*** Opening of Extracted information ***

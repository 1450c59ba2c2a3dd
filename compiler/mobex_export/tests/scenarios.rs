//! End-to-end export scenarios.
//!
//! Each test builds a module the way a frontend would, exports it into a
//! [`MemoryArchive`] and reads the archives back through the public API.

#![allow(clippy::unwrap_used, clippy::expect_used, reason = "Tests can panic")]

use std::rc::Rc;

use mobex_export::{
    decode_bytecode, decode_debug, export_module, unpickle, ExportHooks, ExportOptions,
    ExportReport, ExtraFiles, MemoryArchive,
};
use mobex_ir::{
    AttributeKind, ClassType, Function, Graph, GraphBuilder, Module, Object, OpCode, Tensor,
    TypeId, TypePool, Value,
};
use pretty_assertions::assert_eq;

// -- Fixtures --

fn add_method(pool: &mut TypePool, class: TypeId, name: &str, graph: Graph) {
    let owner = pool.class(class).expect("class").name.qualified_name();
    let function = Rc::new(Function::graph(format!("{owner}.{name}").as_str(), graph));
    pool.class_mut(class).expect("class").methods.push(function);
}

/// `forward(self, x) = aten::mul.Tensor(x, <scale>)` with a tensor literal.
fn scaling_module() -> Module {
    let mut pool = TypePool::new();
    let model = pool.add_class(ClassType::module("__torch__.Model"));
    let mut b = GraphBuilder::new();
    b.input(model, "self");
    let x = b.input(TypeId::TENSOR, "x");
    let scale = b.constant(Tensor::new(&[3], &[0.5f32, 1.5, 2.5]), TypeId::TENSOR);
    let y = b.op("aten::mul", "Tensor", &[x, scale], TypeId::TENSOR);
    add_method(&mut pool, model, "forward", b.finish(&[y]));
    Module::new(pool, Object::new(model, Vec::new())).expect("module")
}

/// `Model { inner: Stateful }`. `Stateful` restores `w` through
/// `__setstate__(self, state) = self.w = aten::relu(state)`.
fn stateful_module() -> Module {
    let mut pool = TypePool::new();
    let stateful = pool.add_class(ClassType::module("__torch__.Stateful").with_attribute(
        "w",
        TypeId::TENSOR,
        AttributeKind::Buffer,
    ));
    let model = pool.add_class(ClassType::module("__torch__.Model").with_attribute(
        "inner",
        stateful,
        AttributeKind::Module,
    ));

    let mut b = GraphBuilder::new();
    let this = b.input(stateful, "self");
    let w = b.get_attr(this, "w", TypeId::TENSOR);
    add_method(&mut pool, stateful, "__getstate__", b.finish(&[w]));

    let mut b = GraphBuilder::new();
    let this = b.input(stateful, "self");
    let state = b.input(TypeId::TENSOR, "state");
    let restored = b.op("aten::relu", "", &[state], TypeId::TENSOR);
    b.set_attr(this, "w", restored);
    let none = b.constant(Value::None, TypeId::NONE);
    add_method(&mut pool, stateful, "__setstate__", b.finish(&[none]));

    let mut b = GraphBuilder::new();
    b.input(model, "self");
    let x = b.input(TypeId::TENSOR, "x");
    let y = b.op("aten::sigmoid", "", &[x], TypeId::TENSOR);
    add_method(&mut pool, model, "forward", b.finish(&[y]));

    let inner = Object::new(stateful, vec![Value::from(Tensor::new(&[1], &[1.0f32]))]);
    Module::new(pool, Object::new(model, vec![Value::object(inner)])).expect("module")
}

fn export(
    module: &Module,
    options: &ExportOptions,
    extra: &ExtraFiles,
    hooks: ExportHooks<'_>,
) -> (MemoryArchive, ExportReport) {
    let mut archive = MemoryArchive::new();
    let report = export_module(module, &mut archive, extra, options, hooks).expect("export");
    (archive, report)
}

fn load(archive: &MemoryArchive, name: &str) -> Value {
    let bytes = archive.get(&format!("{name}.pkl")).expect("archive record");
    unpickle(bytes)
        .expect("unpickle")
        .to_value(&|key| archive.get(&format!("{name}/{key}")).map(<[u8]>::to_vec))
        .expect("rebuild")
}

// -- Scenarios --

#[test]
fn tensor_literal_lives_only_in_constants_archive() {
    let (archive, _) = export(
        &scaling_module(),
        &ExportOptions::default(),
        &ExtraFiles::new(),
        ExportHooks::default(),
    );

    let functions = decode_bytecode(&load(&archive, "bytecode")).expect("decode");
    assert_eq!(functions.len(), 1);
    let forward = &functions[0];
    assert_eq!(forward.name, "__torch__.Model.forward");
    assert_eq!(forward.table.operators.len(), 1);
    assert!(forward.table.constants.is_empty());

    let constants = load(&archive, "constants");
    assert_eq!(
        constants,
        Value::Tuple(vec![Value::from(Tensor::new(&[3], &[0.5f32, 1.5, 2.5]))])
    );
}

#[test]
fn nested_setstate_is_exported_with_aligned_debug_info() {
    let options = ExportOptions {
        debug_info: true,
        ..ExportOptions::default()
    };
    let (archive, report) = export(
        &stateful_module(),
        &options,
        &ExtraFiles::new(),
        ExportHooks::default(),
    );

    assert_eq!(
        report.functions,
        vec!["__torch__.Model.forward", "__torch__.Stateful.__setstate__"]
    );

    let functions = decode_bytecode(&load(&archive, "bytecode")).expect("decode");
    let debug = decode_debug(&load(&archive, "mobile_debug")).expect("decode");
    assert_eq!(functions.len(), 2);
    assert_eq!(debug.len(), 2);
    for (function, info) in functions.iter().zip(&debug) {
        assert_eq!(function.name, info.name);
        let operator_calls = function
            .table
            .instructions
            .iter()
            .filter(|i| matches!(i.op, OpCode::Op | OpCode::OpN))
            .count();
        assert_eq!(info.module_debug_info.len(), operator_calls);
        assert_eq!(operator_calls, 1);
        assert_eq!(info.module_debug_info, vec!["top(Model).forward{}"]);
    }
}

#[test]
fn caller_extra_file_wins_over_hook() {
    let hook = |_: &Module| -> ExtraFiles {
        ExtraFiles::from([("a.txt".to_owned(), b"from hook".to_vec())])
    };
    let extra = ExtraFiles::from([("a.txt".to_owned(), b"from caller".to_vec())]);

    for _ in 0..2 {
        let (archive, report) = export(
            &scaling_module(),
            &ExportOptions::default(),
            &extra,
            ExportHooks {
                extra_files: Some(&hook),
                ..ExportHooks::default()
            },
        );
        let extra_records: Vec<&str> = archive
            .names()
            .filter(|name| name.starts_with("extra/"))
            .collect();
        assert_eq!(extra_records, vec!["extra/a.txt"]);
        assert_eq!(archive.get("extra/a.txt"), Some(&b"from caller"[..]));
        assert_eq!(report.skipped_extra_files, vec!["a.txt"]);
    }
}

#[test]
fn exports_are_deterministic() {
    let module = stateful_module();
    let options = ExportOptions::default();
    let (first, _) = export(&module, &options, &ExtraFiles::new(), ExportHooks::default());
    let (second, _) = export(&module, &options, &ExtraFiles::new(), ExportHooks::default());
    assert_eq!(first.records(), second.records());
}
use mobex_ir::{
    AttributeKind, ClassType, GraphBuilder, Module, Object, TypeId, TypePool, Value,
};
use pretty_assertions::assert_eq;

use super::lower_module_default;
use crate::test_helpers::{add_method, add_state_pair, nested_module, simple_module};

fn names(module: &Module, debug: bool) -> Vec<String> {
    lower_module_default(module, debug)
        .expect("lower")
        .functions
        .into_iter()
        .map(|f| f.name)
        .collect()
}

#[test]
fn root_methods_only() {
    assert_eq!(names(&simple_module(), false), vec!["__torch__.Model.forward"]);
    // Sub.forward is inlined, not exported on its own.
    assert_eq!(names(&nested_module(), false), vec!["__torch__.Model.forward"]);
}

/// `Model { a: Stateful, b: Stateful, c: Plain { inner: Inner } }`
fn stateful_module() -> Module {
    let mut pool = TypePool::new();
    let stateful = pool.add_class(ClassType::new("__torch__.Stateful"));
    add_state_pair(&mut pool, stateful);
    let inner = pool.add_class(ClassType::new("__torch__.Inner"));
    add_state_pair(&mut pool, inner);
    let plain = pool.add_class(ClassType::module("__torch__.Plain").with_attribute(
        "inner",
        inner,
        AttributeKind::Plain,
    ));
    let model = pool.add_class(
        ClassType::module("__torch__.Model")
            .with_attribute("a", stateful, AttributeKind::Plain)
            .with_attribute("b", stateful, AttributeKind::Plain)
            .with_attribute("c", plain, AttributeKind::Module),
    );

    let mut b = GraphBuilder::new();
    b.input(model, "self");
    let x = b.input(TypeId::TENSOR, "x");
    add_method(&mut pool, model, "forward", b.finish(&[x]));

    let first = Value::object(Object::new(stateful, Vec::new()));
    let second = Value::object(Object::new(stateful, Vec::new()));
    let inner_obj = Value::object(Object::new(inner, Vec::new()));
    let plain_obj = Value::object(Object::new(plain, vec![inner_obj]));
    Module::new(pool, Object::new(model, vec![first, second, plain_obj])).expect("module")
}

#[test]
fn setstate_is_emitted_once_per_class_in_traversal_order() {
    assert_eq!(
        names(&stateful_module(), false),
        vec![
            "__torch__.Model.forward",
            "__torch__.Stateful.__setstate__",
            "__torch__.Inner.__setstate__",
        ]
    );
}

#[test]
fn debug_records_parallel_functions() {
    let lowered = lower_module_default(&stateful_module(), true).expect("lower");
    assert_eq!(lowered.debug.len(), lowered.functions.len());
    for (function, debug) in lowered.functions.iter().zip(&lowered.debug) {
        assert_eq!(function.name, debug.name);
    }
}

#[test]
fn state_without_matching_getstate_is_traversed() {
    let mut pool = TypePool::new();
    let inner = pool.add_class(ClassType::new("__torch__.Inner"));
    add_state_pair(&mut pool, inner);

    // `__setstate__` alone is not a valid pair, so Half's attributes are
    // visited instead.
    let half = pool.add_class(ClassType::new("__torch__.Half").with_attribute(
        "inner",
        inner,
        AttributeKind::Plain,
    ));
    let mut b = GraphBuilder::new();
    b.input(half, "self");
    b.input(TypeId::INT, "state");
    let none = b.constant(Value::None, TypeId::NONE);
    add_method(&mut pool, half, "__setstate__", b.finish(&[none]));

    let model = pool.add_class(ClassType::module("__torch__.Model").with_attribute(
        "half",
        half,
        AttributeKind::Plain,
    ));
    let inner_obj = Value::object(Object::new(inner, Vec::new()));
    let half_obj = Value::object(Object::new(half, vec![inner_obj]));
    let module = Module::new(pool, Object::new(model, vec![half_obj])).expect("module");

    assert_eq!(names(&module, false), vec!["__torch__.Inner.__setstate__"]);
}

#[test]
fn operator_names_span_all_functions() {
    let lowered = lower_module_default(&nested_module(), false).expect("lower");
    assert_eq!(
        lowered.operator_names().into_iter().collect::<Vec<_>>(),
        vec!["aten::relu"]
    );
}

#[test]
fn setstate_operators_use_the_top_level_trace() {
    let mut pool = TypePool::new();
    let stateful = pool.add_class(ClassType::new("__torch__.Stateful"));

    let mut b = GraphBuilder::new();
    b.input(stateful, "self");
    let state = b.constant(0i64, TypeId::INT);
    add_method(&mut pool, stateful, "__getstate__", b.finish(&[state]));

    let mut b = GraphBuilder::new();
    b.input(stateful, "self");
    let state = b.input(TypeId::INT, "state");
    b.op("aten::neg", "int", &[state], TypeId::INT);
    let none = b.constant(Value::None, TypeId::NONE);
    add_method(&mut pool, stateful, "__setstate__", b.finish(&[none]));

    let model = pool.add_class(ClassType::module("__torch__.Model").with_attribute(
        "inner",
        stateful,
        AttributeKind::Plain,
    ));
    let inner = Value::object(Object::new(stateful, Vec::new()));
    let module = Module::new(pool, Object::new(model, vec![inner])).expect("module");

    let lowered = lower_module_default(&module, true).expect("lower");
    assert_eq!(lowered.debug.len(), 1);
    assert_eq!(lowered.debug[0].name, "__torch__.Stateful.__setstate__");
    assert_eq!(lowered.debug[0].module_debug_info, vec!["top(Model).forward{}"]);
}
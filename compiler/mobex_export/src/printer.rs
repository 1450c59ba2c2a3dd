//! Generated source for named types.
//!
//! One [`SourcePrinter`] exists per file qualifier. It renders the classes,
//! interfaces and named tuples routed to it as Python-like declarations,
//! records the source range of every statement it prints (the `.debug_pkl`
//! companion), and tracks the minimum file-format version its text needs.
//!
//! Printing is also discovery: every named type a declaration mentions is
//! printed under its unique name and reported through
//! [`PrintContext::discovered`], so the packager can route it to its own
//! printer. Tensor constants met in method bodies are moved into the shared
//! [`ConstantTable`] and printed as `CONSTANTS.c<i>`.

use mobex_ir::{
    Block, Graph, NodeId, NodeKind, OperatorName, SourceRange, Tensor, TypeId, TypeKind,
    TypePool, Value, ValueId,
};
use mobex_lower::GraphError;
use rustc_hash::{FxHashMap, FxHashSet};

use crate::version::{BASE_FILE_FORMAT_VERSION, DIV_FILE_FORMAT_VERSION};
use crate::{ExportError, TypeNameUniquer};

const INDENT: &str = "  ";

// ── Constant table ──────────────────────────────────────────────────

/// Tensor constants referenced by generated source, in first-use order.
///
/// This is the global constant pool of one export session.
#[derive(Debug, Default)]
pub struct ConstantTable {
    values: Vec<Value>,
}

impl ConstantTable {
    pub fn new() -> Self {
        Self::default()
    }

    /// Slot of `tensor`, appending it the first time its storage is seen.
    pub fn intern_tensor(&mut self, tensor: &Tensor) -> usize {
        let existing = self.values.iter().position(|value| {
            value.as_tensor().is_some_and(|known| {
                known.shares_storage(tensor)
                    && known.dtype() == tensor.dtype()
                    && known.shape() == tensor.shape()
            })
        });
        existing.unwrap_or_else(|| {
            self.values.push(Value::Tensor(tensor.clone()));
            self.values.len() - 1
        })
    }

    #[inline]
    pub fn values(&self) -> &[Value] {
        &self.values
    }

    #[inline]
    pub fn is_empty(&self) -> bool {
        self.values.is_empty()
    }
}

// ── Print context ───────────────────────────────────────────────────

/// Session state every printer of one export shares.
pub struct PrintContext<'a> {
    pub pool: &'a TypePool,
    pub namer: &'a mut TypeNameUniquer,
    pub constants: &'a mut ConstantTable,
    /// Named types mentioned by printed text, in discovery order.
    pub discovered: &'a mut Vec<TypeId>,
}

impl PrintContext<'_> {
    /// Unique qualified name of a named type; reports it as discovered.
    fn type_name(&mut self, ty: TypeId) -> String {
        self.discovered.push(ty);
        self.namer.unique_name(self.pool, ty).qualified_name()
    }

    /// Annotation with every named type printed under its unique name.
    fn annotation(&mut self, ty: TypeId) -> String {
        let mut names: FxHashMap<TypeId, String> = FxHashMap::default();
        let mut pending = vec![ty];
        while let Some(current) = pending.pop() {
            if self.pool.is_named(current) {
                if !names.contains_key(&current) {
                    let name = self.type_name(current);
                    names.insert(current, name);
                }
            } else {
                pending.extend(self.pool.contained_types(current));
            }
        }
        self.pool
            .annotation_str_with(ty, &|named| names.get(&named).cloned())
    }
}

// ── Printer ─────────────────────────────────────────────────────────

/// Source accumulator for one file qualifier.
#[derive(Debug)]
pub struct SourcePrinter {
    text: String,
    /// `(byte offset into text, range)` for each statement with a range.
    ranges: Vec<(usize, SourceRange)>,
    printed: FxHashSet<TypeId>,
    /// Types in the order they were printed.
    order: Vec<TypeId>,
    min_version: u64,
}

impl Default for SourcePrinter {
    fn default() -> Self {
        Self {
            text: String::new(),
            ranges: Vec::new(),
            printed: FxHashSet::default(),
            order: Vec::new(),
            min_version: BASE_FILE_FORMAT_VERSION,
        }
    }
}
//! Incremental graph construction.

use std::rc::Rc;

use super::{Block, Graph, Node, NodeKind, OperatorName, ValueId};
use crate::{Function, SourceRange, TypeId, Value};

/// Builder for a [`Graph`].
///
/// Appends nodes to the innermost open block. Nested blocks are opened by
/// [`if_else`](GraphBuilder::if_else) for the duration of each branch
/// closure. [`finish`](GraphBuilder::finish) appends the `Return` node.
#[derive(Default)]
pub struct GraphBuilder {
    graph: Graph,
    open_blocks: Vec<Block>,
    range: Option<SourceRange>,
}

impl GraphBuilder {
    pub fn new() -> Self {
        Self::default()
    }

    /// Add a graph input.
    pub fn input(&mut self, ty: TypeId, name: &str) -> ValueId {
        let value = self.graph.add_value(ty, Some(name.to_owned()));
        self.graph.block_mut().inputs.push(value);
        value
    }

    /// Attach `range` to every node added from now on.
    pub fn at(&mut self, range: SourceRange) -> &mut Self {
        self.range = Some(range);
        self
    }

    /// Stop attaching a source range to new nodes.
    pub fn clear_range(&mut self) -> &mut Self {
        self.range = None;
        self
    }

    fn current_block(&mut self) -> &mut Block {
        match self.open_blocks.last_mut() {
            Some(block) => block,
            None => self.graph.block_mut(),
        }
    }

    /// Add a node of any kind with fresh outputs of the given types.
    pub fn node(
        &mut self,
        kind: NodeKind,
        inputs: &[ValueId],
        output_types: &[TypeId],
    ) -> Vec<ValueId> {
        let outputs: Vec<ValueId> = output_types
            .iter()
            .map(|&ty| self.graph.add_value(ty, None))
            .collect();
        let mut node = Node::new(kind, inputs.to_vec(), outputs.clone());
        node.source_range.clone_from(&self.range);
        let id = self.graph.add_node(node);
        self.current_block().nodes.push(id);
        outputs
    }

    fn single(&mut self, kind: NodeKind, inputs: &[ValueId], ty: TypeId) -> ValueId {
        self.node(kind, inputs, &[ty])[0]
    }

    pub fn constant(&mut self, value: impl Into<Value>, ty: TypeId) -> ValueId {
        self.single(NodeKind::Constant(value.into()), &[], ty)
    }

    /// Call a fixed-arity operator.
    pub fn op(&mut self, name: &str, overload: &str, inputs: &[ValueId], ty: TypeId) -> ValueId {
        let kind = NodeKind::Operator {
            name: OperatorName::new(name, overload),
            vararg: false,
        };
        self.single(kind, inputs, ty)
    }

    /// Call an operator that takes a variable number of arguments.
    pub fn vararg_op(
        &mut self,
        name: &str,
        overload: &str,
        inputs: &[ValueId],
        ty: TypeId,
    ) -> ValueId {
        let kind = NodeKind::Operator {
            name: OperatorName::new(name, overload),
            vararg: true,
        };
        self.single(kind, inputs, ty)
    }

    pub fn get_attr(&mut self, object: ValueId, name: &str, ty: TypeId) -> ValueId {
        let kind = NodeKind::GetAttr {
            name: name.to_owned(),
        };
        self.single(kind, &[object], ty)
    }

    pub fn set_attr(&mut self, object: ValueId, name: &str, value: ValueId) {
        let kind = NodeKind::SetAttr {
            name: name.to_owned(),
        };
        self.node(kind, &[object, value], &[]);
    }

    pub fn call_method(
        &mut self,
        receiver: ValueId,
        name: &str,
        args: &[ValueId],
        ty: TypeId,
    ) -> ValueId {
        let mut inputs = Vec::with_capacity(args.len() + 1);
        inputs.push(receiver);
        inputs.extend_from_slice(args);
        let kind = NodeKind::CallMethod {
            name: name.to_owned(),
        };
        self.single(kind, &inputs, ty)
    }

    pub fn call_function(
        &mut self,
        function: &Rc<Function>,
        args: &[ValueId],
        ty: TypeId,
    ) -> ValueId {
        let kind = NodeKind::CallFunction {
            function: Rc::clone(function),
        };
        self.single(kind, args, ty)
    }

    pub fn tuple(&mut self, items: &[ValueId], ty: TypeId) -> ValueId {
        self.single(NodeKind::TupleConstruct, items, ty)
    }

    pub fn named_tuple(&mut self, items: &[ValueId], ty: TypeId) -> ValueId {
        self.single(NodeKind::NamedTupleConstruct, items, ty)
    }

    pub fn list(&mut self, items: &[ValueId], ty: TypeId) -> ValueId {
        self.single(NodeKind::ListConstruct, items, ty)
    }

    pub fn dict(&mut self, entries: &[(ValueId, ValueId)], ty: TypeId) -> ValueId {
        let inputs: Vec<ValueId> = entries.iter().flat_map(|&(k, v)| [k, v]).collect();
        self.single(NodeKind::DictConstruct, &inputs, ty)
    }

    pub fn list_unpack(&mut self, list: ValueId, types: &[TypeId]) -> Vec<ValueId> {
        self.node(NodeKind::ListUnpack, &[list], types)
    }

    pub fn tuple_slice(&mut self, tuple: ValueId, begin: usize, end: usize, ty: TypeId) -> ValueId {
        self.single(NodeKind::TupleSlice { begin, end }, &[tuple], ty)
    }

    pub fn create_object(&mut self, class: TypeId) -> ValueId {
        self.single(NodeKind::CreateObject, &[], class)
    }

    pub fn is_instance(&mut self, value: ValueId, types: &[TypeId]) -> ValueId {
        let kind = NodeKind::IsInstance {
            types: types.to_vec(),
        };
        self.single(kind, &[value], TypeId::BOOL)
    }

    pub fn warn(&mut self, message: ValueId) {
        self.node(NodeKind::Warn, &[message], &[]);
    }

    /// Add an `If` node. Each branch returns its block outputs, which must
    /// match `output_types` in length.
    pub fn if_else(
        &mut self,
        cond: ValueId,
        output_types: &[TypeId],
        then_branch: impl FnOnce(&mut Self) -> Vec<ValueId>,
        else_branch: impl FnOnce(&mut Self) -> Vec<ValueId>,
    ) -> Vec<ValueId> {
        let range = self.range.clone();
        let then_block = self.build_block(then_branch);
        let else_block = self.build_block(else_branch);
        debug_assert_eq!(then_block.outputs.len(), output_types.len());
        debug_assert_eq!(else_block.outputs.len(), output_types.len());

        let outputs: Vec<ValueId> = output_types
            .iter()
            .map(|&ty| self.graph.add_value(ty, None))
            .collect();
        let mut node = Node::new(NodeKind::If, vec![cond], outputs.clone());
        node.blocks = vec![then_block, else_block];
        node.source_range = range;
        let id = self.graph.add_node(node);
        self.current_block().nodes.push(id);
        outputs
    }

    fn build_block(&mut self, body: impl FnOnce(&mut Self) -> Vec<ValueId>) -> Block {
        self.open_blocks.push(Block::default());
        let outputs = body(self);
        let mut block = self.open_blocks.pop().unwrap_or_default();
        block.outputs = outputs;
        block
    }

    /// Append the `Return` node and produce the graph.
    pub fn finish(mut self, outputs: &[ValueId]) -> Graph {
        debug_assert!(self.open_blocks.is_empty(), "unterminated nested block");
        self.node(NodeKind::Return, outputs, &[]);
        self.graph
    }
}
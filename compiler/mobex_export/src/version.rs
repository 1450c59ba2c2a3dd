//! Format versions and size thresholds.

/// Version of the bytecode tables this crate produces.
pub const BYTECODE_VERSION: i64 = 4;

/// File-format version every generated source file needs at least.
pub const BASE_FILE_FORMAT_VERSION: u64 = 2;

/// File-format version required once a source file uses `aten::div`, whose
/// integer semantics changed at this version.
pub const DIV_FILE_FORMAT_VERSION: u64 = 4;

/// Records at or below this many bytes are never compressed.
pub const MIN_COMPRESS_SIZE: usize = 200;

/// Whether a record of `len` bytes is worth compressing.
#[inline]
pub fn should_compress(len: usize) -> bool {
    len > MIN_COMPRESS_SIZE
}
//! Methods and free functions.

use crate::{Graph, QualifiedName, TypeId};

/// Input and output types of a function.
#[derive(Clone, Debug, Default, PartialEq, Eq)]
pub struct Signature {
    pub inputs: Vec<TypeId>,
    pub outputs: Vec<TypeId>,
}

/// What a function is made of.
#[derive(Clone, Debug)]
pub enum FunctionBody {
    /// An IR graph that can be inlined and lowered.
    Graph(Graph),
    /// A native function known only by signature.
    Builtin(Signature),
}

/// A named function: a class method, an interface method, or a free function.
#[derive(Clone, Debug)]
pub struct Function {
    name: QualifiedName,
    body: FunctionBody,
}

impl Function {
    pub fn graph(name: impl Into<QualifiedName>, graph: Graph) -> Self {
        Self {
            name: name.into(),
            body: FunctionBody::Graph(graph),
        }
    }

    pub fn builtin(name: impl Into<QualifiedName>, signature: Signature) -> Self {
        Self {
            name: name.into(),
            body: FunctionBody::Builtin(signature),
        }
    }

    #[inline]
    pub fn name(&self) -> &QualifiedName {
        &self.name
    }

    #[inline]
    pub fn body(&self) -> &FunctionBody {
        &self.body
    }

    /// The body graph, if this is a graph function.
    pub fn graph_body(&self) -> Option<&Graph> {
        match &self.body {
            FunctionBody::Graph(graph) => Some(graph),
            FunctionBody::Builtin(_) => None,
        }
    }

    #[inline]
    pub fn is_graph_function(&self) -> bool {
        matches!(self.body, FunctionBody::Graph(_))
    }

    /// Signature, derived from the graph's inputs and return for graph functions.
    pub fn signature(&self) -> Signature {
        match &self.body {
            FunctionBody::Graph(graph) => Signature {
                inputs: graph.inputs().iter().map(|&v| graph.value_ty(v)).collect(),
                outputs: graph.outputs().iter().map(|&v| graph.value_ty(v)).collect(),
            },
            FunctionBody::Builtin(signature) => signature.clone(),
        }
    }
}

*** Close of Extracted information ***

→ **Task item**: Look through the material above. Copy each line where the word "free" appears.

→ **Result below**:
//! Methods and free functions.
/// A named function: a class method, an interface method, or a free function.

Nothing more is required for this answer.